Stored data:
╭──
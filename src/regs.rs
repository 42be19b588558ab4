//! Register program engine.
//!
//! Applies ordered register writes and read-modify-write updates over a
//! [`ControlBus`]. Sequences abort on the first failing write and are never
//! rolled back: a partially applied table is an accepted outcome, the
//! caller decides what to do with the device afterwards.

use log::{debug, error};

use crate::traits::{ControlBus, Register, Result, SensorError};

/// Control register: bit 0 clock stable, bit 1 stream enable.
pub const REG_MODE_CTRL: Register = Register::reg8(0x2E00);
/// Analog power-up enable.
pub const REG_PWR_UP: Register = Register::reg8(0x3301);
/// Analog block sequencing registers.
pub const REG_ANA_SEQ_A: Register = Register::reg8(0x3023);
/// Analog block sequencing registers.
pub const REG_ANA_SEQ_B: Register = Register::reg8(0x3024);
/// Analogue gain, 0..=15.
pub const REG_ANALOG_GAIN: Register = Register::reg8(0x2EC9);
/// Vertical flip.
pub const REG_FLIP_V: Register = Register::reg8(0x2E05);
/// Horizontal flip.
pub const REG_FLIP_H: Register = Register::reg8(0x3002);
/// Black level; doubles as the presence probe since there is no chip id.
pub const REG_BLKLEVEL: Register = Register::reg16(0x305B);

/// `CLK_STABLE_EN` in [`REG_MODE_CTRL`].
pub const MODE_CTRL_CLK_STABLE: u16 = bit(0);
/// `STREAM_EN` in [`REG_MODE_CTRL`].
pub const MODE_CTRL_STREAM: u16 = bit(1);

/// Single-bit mask.
#[must_use]
pub const fn bit(n: u32) -> u16 {
    1 << n
}

/// Contiguous mask covering bits `low..=high`.
#[must_use]
pub const fn genmask(high: u32, low: u32) -> u16 {
    ((u32::MAX >> (31 - high)) & (u32::MAX << low)) as u16
}

/// Shift `value` into the field described by `mask`.
#[must_use]
pub const fn field_prep(mask: u16, value: u16) -> u16 {
    (value << mask.trailing_zeros()) & mask
}

/// One step of a register program.
#[derive(Debug, Clone, Copy, PartialEq, Eq)]
pub enum RegisterWrite {
    /// Unconditional write.
    Write {
        /// Target register.
        register: Register,
        /// Value to write.
        value: u16,
    },
    /// Read-modify-write of the bits in `mask`.
    Update {
        /// Target register.
        register: Register,
        /// Bits to replace.
        mask: u16,
        /// New bit values, already shifted into place.
        value: u16,
    },
}

impl RegisterWrite {
    /// Plain write step.
    #[must_use]
    pub const fn write(register: Register, value: u16) -> Self {
        Self::Write { register, value }
    }

    /// Masked update step.
    #[must_use]
    pub const fn update(register: Register, mask: u16, value: u16) -> Self {
        Self::Update {
            register,
            mask,
            value,
        }
    }

    /// Register this step touches.
    #[must_use]
    pub const fn register(&self) -> Register {
        match *self {
            Self::Write { register, .. } | Self::Update { register, .. } => register,
        }
    }
}

/// Read a register, tagging failures with the address.
pub fn read<B: ControlBus + ?Sized>(bus: &mut B, register: Register) -> Result<u16> {
    bus.read(register).map_err(|source| SensorError::Transport {
        address: register.address,
        source,
    })
}

/// Write a register, tagging failures with the address.
pub fn write<B: ControlBus + ?Sized>(bus: &mut B, register: Register, value: u16) -> Result<()> {
    bus.write(register, value & register.width.max_value())
        .map_err(|source| SensorError::Transport {
            address: register.address,
            source,
        })
}

/// Replace the bits selected by `mask` with the corresponding bits of
/// `value`, leaving the rest of the register untouched.
pub fn update_bits<B: ControlBus + ?Sized>(
    bus: &mut B,
    register: Register,
    mask: u16,
    value: u16,
) -> Result<()> {
    let current = read(bus, register)?;
    let next = (current & !mask) | (value & mask);
    write(bus, register, next)
}

/// Apply `writes` in order, stopping at the first failure.
pub fn apply_sequence<B: ControlBus + ?Sized>(bus: &mut B, writes: &[RegisterWrite]) -> Result<()> {
    for (index, step) in writes.iter().enumerate() {
        let result = match *step {
            RegisterWrite::Write { register, value } => write(bus, register, value),
            RegisterWrite::Update {
                register,
                mask,
                value,
            } => update_bits(bus, register, mask, value),
        };
        if let Err(err) = result {
            error!(
                "register program aborted at step {index}/{}: {err}",
                writes.len()
            );
            return Err(err);
        }
    }
    debug!("applied {} register writes", writes.len());
    Ok(())
}

#[cfg(test)]
mod tests {
    use super::*;
    use crate::mock::{Event, MockHardware};
    use crate::traits::BusError;

    #[test]
    fn test_bit_helpers() {
        assert_eq!(bit(0), 0x01);
        assert_eq!(bit(5), 0x20);
        assert_eq!(genmask(7, 4), 0xF0);
        assert_eq!(genmask(2, 1), 0x06);
        assert_eq!(genmask(15, 0), 0xFFFF);
        assert_eq!(field_prep(genmask(7, 4), 0xF), 0xF0);
        assert_eq!(field_prep(genmask(2, 1), 0x3), 0x06);
        assert_eq!(field_prep(genmask(2, 1), 0x7), 0x06);
    }

    #[test]
    fn test_update_bits_preserves_other_bits() {
        let mock = MockHardware::new();
        mock.set_register(0x3023, 0x5A);
        let mut hw = mock.hardware();

        update_bits(hw.bus.as_mut(), REG_ANA_SEQ_A, genmask(7, 4), 0xF0).expect("update failed");

        assert_eq!(mock.register(0x3023), Some(0xFA));
    }

    #[test]
    fn test_update_bits_clears_bit() {
        let mock = MockHardware::new();
        mock.set_register(0x3024, 0xFF);
        let mut hw = mock.hardware();

        update_bits(hw.bus.as_mut(), REG_ANA_SEQ_B, bit(5), 0).expect("update failed");

        assert_eq!(mock.register(0x3024), Some(0xDF));
    }

    #[test]
    fn test_update_bits_read_failure_skips_write() {
        let mock = MockHardware::new();
        mock.fail_reads();
        let mut hw = mock.hardware();

        let err = update_bits(hw.bus.as_mut(), REG_MODE_CTRL, bit(0), bit(0))
            .expect_err("read failure should propagate");

        assert!(matches!(
            err,
            SensorError::Transport {
                address: 0x2E00,
                ..
            }
        ));
        assert!(mock.writes().is_empty());
    }

    #[test]
    fn test_apply_sequence_in_order() {
        let mock = MockHardware::new();
        let mut hw = mock.hardware();
        let program = [
            RegisterWrite::write(Register::reg8(0x10), 0x01),
            RegisterWrite::write(Register::reg8(0x11), 0x02),
            RegisterWrite::update(Register::reg8(0x10), bit(1), bit(1)),
        ];

        apply_sequence(hw.bus.as_mut(), &program).expect("program failed");

        let writes: Vec<(u16, u16)> = mock
            .writes()
            .iter()
            .map(|(reg, value)| (reg.address, *value))
            .collect();
        assert_eq!(writes, vec![(0x10, 0x01), (0x11, 0x02), (0x10, 0x03)]);
    }

    #[test]
    fn test_apply_sequence_stops_at_first_failure() {
        let mock = MockHardware::new();
        mock.fail_nth_write(2);
        let mut hw = mock.hardware();
        let program: Vec<RegisterWrite> = (0..6)
            .map(|i| RegisterWrite::write(Register::reg8(0x20 + i), 0xAA))
            .collect();

        let err = apply_sequence(hw.bus.as_mut(), &program).expect_err("should fail");

        assert!(matches!(
            err,
            SensorError::Transport {
                address: 0x22,
                source: BusError::NoAck
            }
        ));
        assert_eq!(mock.writes().len(), 2);
        assert!(mock
            .events()
            .iter()
            .all(|event| !matches!(event, Event::Write(reg, _) if reg.address > 0x22)));
    }

    #[test]
    fn test_write_masks_to_register_width() {
        let mock = MockHardware::new();
        let mut hw = mock.hardware();

        write(hw.bus.as_mut(), Register::reg8(0x40), 0x1FF).expect("write failed");
        write(hw.bus.as_mut(), Register::reg16(0x42), 0x1FF).expect("write failed");

        assert_eq!(mock.register(0x40), Some(0xFF));
        assert_eq!(mock.register(0x42), Some(0x1FF));
    }
}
╰──
> **Work to complete**: Would you retype exactly the lines above, from the line with "pub fn apply_sequence<B: ControlBus" to the line with "assert_eq!(bit(0), 0x01);", with both end lines kept and nothing more?

> **Expected answer**:
pub fn apply_sequence<B: ControlBus + ?Sized>(bus: &mut B, writes: &[RegisterWrite]) -> Result<()> {
    for (index, step) in writes.iter().enumerate() {
        let result = match *step {
            RegisterWrite::Write { register, value } => write(bus, register, value),
            RegisterWrite::Update {
                register,
                mask,
                value,
            } => update_bits(bus, register, mask, value),
        };
        if let Err(err) = result {
            error!(
                "register program aborted at step {index}/{}: {err}",
                writes.len()
            );
            return Err(err);
        }
    }
    debug!("applied {} register writes", writes.len());
    Ok(())
}

#[cfg(test)]
mod tests {
    use super::*;
    use crate::mock::{Event, MockHardware};
    use crate::traits::BusError;

    #[test]
    fn test_bit_helpers() {
        assert_eq!(bit(0), 0x01);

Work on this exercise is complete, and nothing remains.